Largest airdrop in history
As part of its decentralization pledge, ShapeShift plans to airdrop 340 million FOX tokens to over one million users who traded $1 or more of Ether (ETH) or any ERC-20 token through the platform prior to June 9, 2021. Both current and past users of ShapeShift are eligible to receive the airdrop. The breakdown of the FOX token distribution is as follows:
- 1-4 trades: 200 FOX
- 5-9 trades: 350 FOX
- 10-24 trades: 750 FOX
- 25-99 trades: 1,500 FOX
- 100+ trades: 8,500 FOX
Wallets registered with ShapeShift that are holding cryptocurrency balances as of June 9 will also receive 250 FOX. Furthermore, users of KeepKey who have connected with ShapeShift as of June 9 are also eligible for 900 FOX.

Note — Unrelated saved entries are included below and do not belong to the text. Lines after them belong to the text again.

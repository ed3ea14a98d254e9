// SPDX-License-Identifier: Apache-2.0
// Copyright 2025 itsakeyfut
//
// Licensed under the Apache License, Version 2.0 (the "License");
// you may not use this file except in compliance with the License.
// You may obtain a copy of the License at
//
//     http://www.apache.org/licenses/LICENSE-2.0
//
// Unless required by applicable law or agreed to in writing, software
// distributed under the License is distributed on an "AS IS" BASIS,
// WITHOUT WARRANTIES OR CONDITIONS OF ANY KIND, either express or implied.
// See the License for the specific language governing permissions and
// limitations under the License.

//! Executor test modules
//!
//! - `interpreter`: run targets, stepping, event boundaries
//! - `recompiler`: block reuse, invalidation, self-modifying code, cache limits,
//!   host code runs against the interpreter
//! - `control`: stop, snapshot and reset requests from other threads


#[cfg(test)]
mod interpreter;


use super::*;
use crate::core::cpu::encode as asm;
use crate::core::memory::MemoryRegion;

/// Base of the test programs (kseg0, physical 0x1000)
pub const CODE: u32 = 0x8000_1000;

/// Hardware and executor wired to 64 KiB of RAM
pub struct Rig {
    pub hw: Hardware,
    pub executor: Executor,
}

impl Rig {
    pub fn new(kind: ExecutorKind) -> Self {
        Self::with_config(MachineConfig {
            executor: kind,
            ..MachineConfig::default()
        })
    }

    pub fn with_config(config: MachineConfig) -> Self {
        let mut hw = Hardware::new(config.mmu_enabled);
        hw.bus.map(MemoryRegion::ram("ram", 0, 0x1_0000)).unwrap();
        hw.bus
            .map(MemoryRegion::rom("rom", 0x1FC0_0000, 0x1000))
            .unwrap();
        Self {
            hw,
            executor: Executor::init(&config),
        }
    }

    pub fn load(&mut self, vaddr: u32, program: &[u32]) {
        let bytes: Vec<u8> = program.iter().flat_map(|w| w.to_le_bytes()).collect();
        self.hw.bus.write_bytes(vaddr & 0x1FFF_FFFF, &bytes).unwrap();
        self.hw.cpu.set_pc(vaddr);
    }

    pub fn run_until(&mut self, cycle: Cycle) -> RunReport {
        self.executor.run(&mut self.hw, Some(cycle)).unwrap()
    }
}

/// Counts r1 up to 100, storing every value, then spins
pub fn counting_loop() -> Vec<u32> {
    vec![
        asm::ori(2, 0, 100),
        asm::addiu(1, 1, 1),
        asm::sw(1, 0, 0x100),
        asm::bne(1, 2, -3),
        asm::NOP,
        // spin
        asm::beq(0, 0, -1),
        asm::NOP,
    ]
}
// SPDX-License-Identifier: Apache-2.0
// Copyright 2025 itsakeyfut
//
// Licensed under the Apache License, Version 2.0 (the "License");
// you may not use this file except in compliance with the License.
// You may obtain a copy of the License at
//
//     http://www.apache.org/licenses/LICENSE-2.0
//
// Unless required by applicable law or agreed to in writing, software
// distributed under the License is distributed on an "AS IS" BASIS,
// WITHOUT WARRANTIES OR CONDITIONS OF ANY KIND, either express or implied.
// See the License for the specific language governing permissions and
// limitations under the License.

//! Running guest code through the machine

use std::sync::{Arc, Mutex};

use super::*;
use crate::core::cpu::StatusFlags;
use crate::core::interrupt::IrqLine;

#[test]
fn test_run_until_target() {
    for kind in KINDS {
        let mut machine = machine(kind);
        load_boot(&mut machine, &spin());
        let report = machine.run_until(1_000).unwrap();
        assert_eq!(report.reason, StopReason::TargetReached);
        assert_eq!(machine.cycles(), 1_000);
        assert_eq!(report.cycles, 1_000);
    }
}

#[test]
fn test_frame_yield() {
    for kind in KINDS {
        let config = MachineConfig {
            yield_on_frame: true,
            cycles_per_frame: 2_000,
            ..small_config(kind)
        };
        let mut machine = Machine::new(config).unwrap();
        load_boot(&mut machine, &spin());

        let frames = Arc::new(Mutex::new(Vec::new()));
        let sink = frames.clone();
        machine.on_frame(Box::new(move |info| sink.lock().unwrap().push(info.frame)));

        let report = machine.run().unwrap();
        assert_eq!(report.reason, StopReason::FrameYield);
        assert_eq!(machine.cycles(), 2_000);

        machine.run().unwrap();
        assert_eq!(machine.cycles(), 4_000);
        assert_eq!(machine.frames(), 2);
        assert_eq!(*frames.lock().unwrap(), vec![1, 2]);
    }
}

#[test]
fn test_step() {
    let mut machine = machine(ExecutorKind::Recompiler);
    load_boot(&mut machine, &[asm::addiu(3, 0, 5), asm::addiu(3, 3, 1)]);

    let report = machine.step().unwrap();
    assert_eq!(report.reason, StopReason::Stepped);
    assert_eq!(report.instructions, 1);
    assert_eq!(machine.cpu().reg(3), 5);

    machine.step().unwrap();
    assert_eq!(machine.cpu().reg(3), 6);
    assert_eq!(machine.cycles(), 2);
}

/// Timer 0 interrupts every 100 cycles; the handler counts them in r8
fn timer_interrupt_program() -> Vec<u32> {
    let sr = (StatusFlags::BEV | StatusFlags::CU0 | StatusFlags::IM_HW | StatusFlags::IEC).bits();
    let mut program = Vec::new();
    program.extend(device_base(9, map::IRQ_BASE));
    program.extend([asm::ori(10, 0, IrqLine::Timer0.bit()), asm::sw(10, 9, 4)]);
    program.extend(device_base(11, map::TIMER_BASE));
    // target = 100, mode = reset on target | irq on target | repeat
    program.extend([
        asm::ori(12, 0, 100),
        asm::sw(12, 11, 8),
        asm::ori(12, 0, 0x58),
        asm::sw(12, 11, 4),
    ]);
    program.extend(asm::li(13, sr));
    program.push(asm::mtc0(13, 12));
    program.extend(spin());

    // General exception vector with BEV set: 0xBFC00180
    program.resize(0x180 / 4, asm::NOP);
    program.extend([
        asm::addiu(8, 8, 1),
        asm::ori(14, 0, IrqLine::Timer0.bit()),
        asm::sw(14, 9, 0),
        asm::mfc0(26, 14),
        asm::NOP,
        asm::jr(26),
        asm::rfe(),
    ]);
    program
}

#[test]
fn test_guest_handles_timer_interrupts() {
    let mut counts = Vec::new();
    for kind in KINDS {
        let mut machine = machine(kind);
        load_boot(&mut machine, &timer_interrupt_program());
        machine.run_until(1_050).unwrap();
        counts.push(machine.cpu().reg(8));
    }
    assert!(counts[0] >= 8, "only {} interrupts taken", counts[0]);
    assert_eq!(counts[0], counts[1]);
}

#[test]
fn test_fatal_error_recorded() {
    let config = MachineConfig {
        code_cache_capacity: 1,
        ..small_config(ExecutorKind::Recompiler)
    };
    let mut machine = Machine::new(config).unwrap();
    load_boot(&mut machine, &[asm::NOP, asm::NOP, asm::NOP, asm::beq(0, 0, -1), asm::NOP]);

    assert!(matches!(
        machine.run_until(100),
        Err(EmulatorError::Fatal(FatalError::CodeCacheExhausted { .. }))
    ));
    assert!(machine.last_error().is_some());
    assert!(!machine.is_running());

    machine.reset(true);
    assert!(machine.last_error().is_none());
}

#[test]
fn test_take_last_error_clears_it() {
    let config = MachineConfig {
        code_cache_capacity: 1,
        ..small_config(ExecutorKind::Recompiler)
    };
    let mut machine = Machine::new(config).unwrap();
    load_boot(&mut machine, &[asm::NOP, asm::NOP, asm::NOP, asm::beq(0, 0, -1), asm::NOP]);
    assert!(machine.run_until(100).is_err());

    assert!(matches!(
        machine.take_last_error(),
        Some(FatalError::CodeCacheExhausted { .. })
    ));
    assert!(machine.last_error().is_none());
    assert_eq!(machine.take_last_error(), None);
}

The airdrop effectively transfers ShapeShift governance rights to the users, who will begin governing the now community-owned platform. Over 60% of the total FOX supply will be allocated to the ShapeShift community. Over 120,000 decentralized finance (DeFi) users from other platforms, including THORChain, Curve, Balancer and Uniswap, will also be eligible to collect FOX tokens through the airdrop.
The first round of FOX liquidity mining will begin at 9:00 am MT on July 16.

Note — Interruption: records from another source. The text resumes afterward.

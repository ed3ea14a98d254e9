// SPDX-License-Identifier: Apache-2.0
// Copyright 2025 itsakeyfut
//
// Licensed under the Apache License, Version 2.0 (the "License");
// you may not use this file except in compliance with the License.
// You may obtain a copy of the License at
//
//     http://www.apache.org/licenses/LICENSE-2.0
//
// Unless required by applicable law or agreed to in writing, software
// distributed under the License is distributed on an "AS IS" BASIS,
// WITHOUT WARRANTIES OR CONDITIONS OF ANY KIND, either express or implied.
// See the License for the specific language governing permissions and
// limitations under the License.

use criterion::{criterion_group, criterion_main, BenchmarkId, Criterion};
use std::hint::black_box;
use vmcore::core::config::MemoryLayout;
use vmcore::core::cpu::{decode, encode, CPU};
use vmcore::core::executor::{BlockCache, CompiledBlock};
use vmcore::core::{ExecutorKind, Machine, MachineConfig};

const PROGRAM_ADDRESS: u32 = 0x8000_1000;

/// Arithmetic loop with a load and a store per iteration
fn workload() -> Vec<u32> {
    let mut program = Vec::new();
    program.extend(encode::li(9, 0x8000_0100));
    program.extend([
        encode::addiu(3, 0, 0),
        // loop:
        encode::lw(4, 9, 0),
        encode::addiu(3, 3, 1),
        encode::addu(4, 4, 3),
        encode::sw(4, 9, 0),
        encode::xor(5, 4, 3),
        encode::sll(6, 5, 2),
        encode::beq(0, 0, -7),
        encode::NOP,
    ]);
    program
}

fn machine(kind: ExecutorKind) -> Machine {
    let config = MachineConfig {
        executor: kind,
        memory: Some(MemoryLayout {
            ram_size: 0x10_0000,
            vram_size: 0x1000,
            sound_ram_size: 0x1000,
            boot_rom_size: 0x1000,
            flash_size: 0x1000,
        }),
        ..MachineConfig::default()
    };
    let mut machine = Machine::new(config).unwrap();
    machine.load_program(PROGRAM_ADDRESS, &workload()).unwrap();
    machine.set_entry_point(PROGRAM_ADDRESS);
    machine
}

fn strategy_benchmark(c: &mut Criterion) {
    let mut group = c.benchmark_group("strategy");

    for kind in [ExecutorKind::Interpreter, ExecutorKind::Recompiler] {
        group.bench_with_input(
            BenchmarkId::new("run_100k_cycles", format!("{:?}", kind)),
            &kind,
            |b, &kind| {
                let mut machine = machine(kind);
                b.iter(|| {
                    let target = machine.cycles() + 100_000;
                    black_box(machine.run_until(target).unwrap());
                });
            },
        );
    }

    group.finish();
}

fn cpu_register_access_benchmark(c: &mut Criterion) {
    c.bench_function("cpu_register_read", |b| {
        let cpu = CPU::new();
        b.iter(|| {
            for i in 0..32 {
                black_box(cpu.reg(i));
            }
        });
    });

    c.bench_function("cpu_register_write", |b| {
        let mut cpu = CPU::new();
        b.iter(|| {
            for i in 0..32 {
                cpu.set_reg(i, black_box(i as u32 * 100));
            }
        });
    });
}

fn decode_benchmark(c: &mut Criterion) {
    let words = workload();
    c.bench_function("decode_workload", |b| {
        b.iter(|| {
            for &word in &words {
                black_box(decode(black_box(word)));
            }
        });
    });
}

fn block_cache_benchmark(c: &mut Criterion) {
    let mut group = c.benchmark_group("block_cache");

    let block = |vaddr: u32| CompiledBlock {
        vaddr,
        paddr: vaddr & 0x1FFF_FFFF,
        generation: 0,
        ops: workload().into_iter().map(|w| (decode(w), 1)).collect(),
        segments: Vec::new(),
    };

    group.bench_function("lookup_hit", |b| {
        let mut cache = BlockCache::new(4096);
        cache.insert(block(PROGRAM_ADDRESS)).unwrap();
        b.iter(|| black_box(cache.lookup(black_box(PROGRAM_ADDRESS))));
    });

    for count in [10u32, 100].iter() {
        group.bench_with_input(BenchmarkId::new("fill", count), count, |b, &count| {
            b.iter(|| {
                let mut cache = BlockCache::new(4096);
                for i in 0..count {
                    cache.insert(block(PROGRAM_ADDRESS + i * 0x40)).unwrap();
                }
                black_box(cache.len())
            });
        });
    }

    group.finish();
}

criterion_group!(
    benches,
    strategy_benchmark,
    cpu_register_access_benchmark,
    decode_benchmark,
    block_cache_benchmark
);
criterion_main!(benches);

Airdrop recipients are not bound by lockup periods, the company confirmed. All employees and shareholders, as well as the ShapeShift DAO Governance Treasury, have a three-year vesting period through June 2, 2024.

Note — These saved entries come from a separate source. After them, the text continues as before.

// SPDX-License-Identifier: Apache-2.0
// Copyright 2025 itsakeyfut
//
// Licensed under the Apache License, Version 2.0 (the "License");
// you may not use this file except in compliance with the License.
// You may obtain a copy of the License at
//
//     http://www.apache.org/licenses/LICENSE-2.0
//
// Unless required by applicable law or agreed to in writing, software
// distributed under the License is distributed on an "AS IS" BASIS,
// WITHOUT WARRANTIES OR CONDITIONS OF ANY KIND, either express or implied.
// See the License for the specific language governing permissions and
// limitations under the License.

//! Audio FIFO
//!
//! The guest pushes stereo sample pairs into a FIFO. A periodic sample-clock
//! event drains the FIFO into the host [`AudioSink`] in batches and raises
//! the AUDIO interrupt so the guest can refill it.
//!
//! ## Registers
//!
//! - `+0x0`: Data (write-only). Low halfword left, high halfword right
//! - `+0x4`: Status. Bits 0-15 fill level in frames, bit 16 overflow
//!   (cleared on read)
//! - `+0x8`: Control, bit 0 enables the AUDIO interrupt

use std::collections::VecDeque;

use bincode::{Decode, Encode};

use crate::core::interrupt::IrqLine;
use crate::core::memory::{decode_device_state, encode_device_state, Device, IoContext};
use crate::core::system::host::AudioSink;
use crate::core::timing::{Cycle, EventAction};

/// Scheduler tag of the drain event
pub const DRAIN_EVENT: u32 = 0;

/// Scheduler name of the drain event
pub const DRAIN_EVENT_NAME: &str = "audio.drain";

/// FIFO capacity in stereo frames
pub const FIFO_CAPACITY: usize = 4096;

const REG_DATA: u32 = 0x0;
const REG_STATUS: u32 = 0x4;
const REG_CONTROL: u32 = 0x8;

const STATUS_OVERFLOW: u32 = 1 << 16;
const CONTROL_IRQ: u32 = 1 << 0;

#[derive(Debug, Clone, PartialEq, Eq, Encode, Decode)]
struct FifoState {
    fifo: Vec<(i16, i16)>,
    control: u32,
    overflow: bool,
}

/// Sample FIFO device
pub struct AudioFifo {
    batch_cycles: Cycle,
    fifo: VecDeque<(i16, i16)>,
    control: u32,
    overflow: bool,
    sink: Box<dyn AudioSink>,
    /// Reused interleave buffer
    scratch: Vec<i16>,
}

impl AudioFifo {
    /// FIFO drained every \`batch_cycles\` into \`sink\`
    pub fn new(batch_cycles: Cycle, sink: Box<dyn AudioSink>) -> Self {
        Self {
            batch_cycles,
            fifo: VecDeque::with_capacity(FIFO_CAPACITY),
            control: 0,
            overflow: false,
            sink,
            scratch: Vec::with_capacity(FIFO_CAPACITY * 2),
        }
    }

    pub fn set_sink(&mut self, sink: Box<dyn AudioSink>) {
        self.sink = sink;
    }

    /// Queued frames
    pub fn len(&self) -> usize {
        self.fifo.len()
    }

    pub fn is_empty(&self) -> bool {
        self.fifo.is_empty()
    }

    fn push(&mut self, value: u32) {
        if self.fifo.len() >= FIFO_CAPACITY {
            self.overflow = true;
            log::warn!("Audio FIFO overflow, sample dropped");
            return;
        }
        self.fifo.push_back((value as u16 as i16, (value >> 16) as u16 as i16));
    }

    fn drain(&mut self) {
        if self.fifo.is_empty() {
            return;
        }
        self.scratch.clear();
        for (left, right) in self.fifo.drain(..) {
            self.scratch.push(left);
            self.scratch.push(right);
        }
        self.sink.push_samples(&self.scratch);
    }
}

impl Device for AudioFifo {
    fn name(&self) -> &str {
        "audio"
    }

    fn read_register(&mut self, offset: u32, _ctx: &mut IoContext) -> u32 {
        match offset {
            REG_STATUS => {
                let mut status = self.fifo.len() as u32;
                if std::mem::take(&mut self.overflow) {
                    status |= STATUS_OVERFLOW;
                }
                status
            }
            REG_CONTROL => self.control,
            _ => 0,
        }
    }

    fn write_register(&mut self, offset: u32, value: u32, _ctx: &mut IoContext) {
        match offset {
            REG_DATA => self.push(value),
            REG_CONTROL => self.control = value & CONTROL_IRQ,
            _ => log::debug!("Ignored audio write +0x{:X} = 0x{:08X}", offset, value),
        }
    }

    fn start(&mut self, ctx: &mut IoContext) {
        ctx.schedule(DRAIN_EVENT, self.batch_cycles);
    }

    fn on_event(&mut self, _tag: u32, ctx: &mut IoContext) -> EventAction {
        self.drain();
        if self.control & CONTROL_IRQ != 0 {
            ctx.raise_irq(IrqLine::Audio);
        }
        EventAction::Continue
    }

    fn reset(&mut self, _hard: bool) {
        self.fifo.clear();
        self.control = 0;
        self.overflow = false;
    }

    fn save_state(&self) -> Vec<u8> {
        encode_device_state(&FifoState {
            fifo: self.fifo.iter().copied().collect(),
            control: self.control,
            overflow: self.overflow,
        })
    }

    fn load_state(&mut self, data: &[u8]) -> std::result::Result<(), String> {
        let state: FifoState = decode_device_state(data)?;
        if state.fifo.len() > FIFO_CAPACITY {
            return Err(format!("{} queued frames exceed the FIFO", state.fifo.len()));
        }
        self.fifo = state.fifo.into();
        self.control = state.control;
        self.overflow = state.overflow;
        Ok(())
    }
}

#[cfg(test)]
mod tests {
    use super::*;
    use crate::core::system::host::{BufferedAudioSink, NullAudioSink};
    use crate::core::testing::DeviceBench;

    const BATCH: Cycle = 500;

    fn bench() -> (DeviceBench, BufferedAudioSink) {
        let sink = BufferedAudioSink::new();
        let bench = DeviceBench::new(
            Box::new(AudioFifo::new(BATCH, Box::new(sink.clone()))),
            &[(DRAIN_EVENT_NAME, DRAIN_EVENT, Some(BATCH))],
        );
        (bench, sink)
    }

    fn pair(left: i16, right: i16) -> u32 {
        (left as u16 as u32) | ((right as u16 as u32) << 16)
    }

    #[test]
    fn test_samples_reach_sink_on_drain() {
        let (mut bench, sink) = bench();
        bench.write(REG_DATA, pair(100, -100));
        bench.write(REG_DATA, pair(-32768, 32767));
        assert_eq!(bench.read(REG_STATUS), 2);

        bench.advance_to(BATCH - 1);
        assert_eq!(sink.buffer_level(), 0);

        bench.advance_to(BATCH);
        assert_eq!(sink.take_samples(), vec![(100, -100), (-32768, 32767)]);
        assert_eq!(bench.read(REG_STATUS), 0);
    }

    #[test]
    fn test_drain_irq() {
        let (mut bench, _sink) = bench();
        bench.advance_to(BATCH);
        assert_eq!(bench.irq_status(), 0);

        bench.write(REG_CONTROL, CONTROL_IRQ);
        bench.advance_to(BATCH * 2);
        assert_eq!(bench.irq_status(), IrqLine::Audio.bit() as u32);
    }

    #[test]
    fn test_overflow_flag() {
        let (mut bench, _sink) = bench();
        for i in 0..=FIFO_CAPACITY {
            bench.write(REG_DATA, i as u32);
        }
        let status = bench.read(REG_STATUS);
        assert_eq!(status & 0xFFFF, FIFO_CAPACITY as u32);
        assert_ne!(status & STATUS_OVERFLOW, 0);
        assert_eq!(bench.read(REG_STATUS) & STATUS_OVERFLOW, 0);
    }

    #[test]
    fn test_state_round_trip() {
        let (mut bench, _sink) = bench();
        bench.write(REG_DATA, pair(1, 2));
        bench.write(REG_CONTROL, CONTROL_IRQ);

        let saved = bench.device::<AudioFifo>().save_state();
        let mut fifo = AudioFifo::new(BATCH, Box::new(NullAudioSink));
        fifo.load_state(&saved).unwrap();
        assert_eq!(fifo.len(), 1);
        assert_eq!(fifo.control, CONTROL_IRQ);
    }
}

Open-sourcing to begin shortly
All of ShapeShift’s code and infrastructure will be open-sourced in the coming months, the company said, explaining that:
“Anything that cannot be open-sourced in the short-term will be run by the Foundation, with the intention of it open-sourcing and decentralizing when possible in coordination with the community.”
The open-sourcing process also seeks to decentralize all protocol functionalities that currently rely on centralized infrastructure, such as ShapeShift oAuth, which allows partners to request third-party applications access from users.
Related: Decentralized insurance could save DeFi from contagion, according to ShapeShift report
Promoting a decentralized future
ShapeShift founder and CEO Erik Voorhees said the decision to dissolve the company’s corporate structure and transfer governance rights to the users was inspired by the DeFi community, which has grown significantly over the past year. Voorhees explained:
“Inspired by the broader DeFi community, we’ll now help pioneer a new model of economic coordination for the 21st century. No corporate entity, no banks and no borders. The tools are ready. Our customers, and the broader crypto community, are now the primary stakeholders of a decentralized, open-source digital asset platform for the world.”
In an interview with Cointelegraph Magazine earlier this year, Voorhees credited DeFi in general and decentralized exchanges (DEXs) in particular for helping ShapeShift reorient its business model back to its original vision, after traditional banking rules forced the company to implement Know Your Customer, or KYC, identity verification procedures.
“I had learned with Satoshi Dice that an economic relationship didn’t need anything other than a public key to send in a transaction, and anything else could be based around that,” he said.
Self-custody.
Decentralization.
Immutability.
Each requires the former.
This is the way.
— Erik Voorhees (@ErikVoorhees) June 16, 2021
ShapeShift’s support of decentralized exchanges began in January 2021 after the platform integrated with Uniswap, Balancer, Curve, Banor, Kyber, 0x and others.
Voorhees has spoken at length publicly about the ethos of decentralization and decentralized planning, also known as market competition. In May of this year, he gave a presentation titled “Decentralization & Use of Knowledge in Society” at the Cryptocurrency and Hayek Conference at George Mason University. In the presentation, he said:
“Amid the volatility, the periodic disasters, the silly dog memes, people often miss just how profound cryptocurrency as a social and economic phenomenon has become. This is a phenomenon where one-and-a-half-trillion dollars of wealth has been created in just over a decade. […] Where lending and exchange markets have formed to trade billions of dollars of value per day and yet which have no office, no CEO and are run by no company.”